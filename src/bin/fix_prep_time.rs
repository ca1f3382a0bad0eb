//! Repair string-typed averagePreparationTime values
//!
//! Run with: cargo run --bin fix_prep_time

use campuseats_dbtools::config::Config;
use campuseats_dbtools::db;
use campuseats_dbtools::model::DEFAULT_PREP_TIME_MINUTES;
use campuseats_dbtools::reconcile::normalize_prep_times;

#[tokio::main]
async fn main() -> Result<(), Box<dyn std::error::Error>> {
    dotenv::dotenv().ok();

    let config = match Config::from_env() {
        Ok(config) => config,
        Err(e) => {
            eprintln!("❌ {}", e);
            std::process::exit(1);
        }
    };

    println!("📡 Connecting to database...");
    let database = db::connect(&config).await?;
    println!("✅ Connected to database: {}", database.name());

    println!("\n--- Fixing all invalid averagePreparationTime values ---");
    let fixes = normalize_prep_times(&database).await?;
    for fix in &fixes {
        println!(
            "Fixing canteen {} - value '{}' to {}",
            fix.canteen_name, fix.original, DEFAULT_PREP_TIME_MINUTES
        );
    }
    println!("\n✅ Normalized {} canteen record(s).", fixes.len());

    Ok(())
}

** EXERCISE **
Where the string "await" occurs in the data, return the whole line.

** WRITTEN ANSWER **
    let database = db::connect(&config).await?;
    let fixes = normalize_prep_times(&database).await?;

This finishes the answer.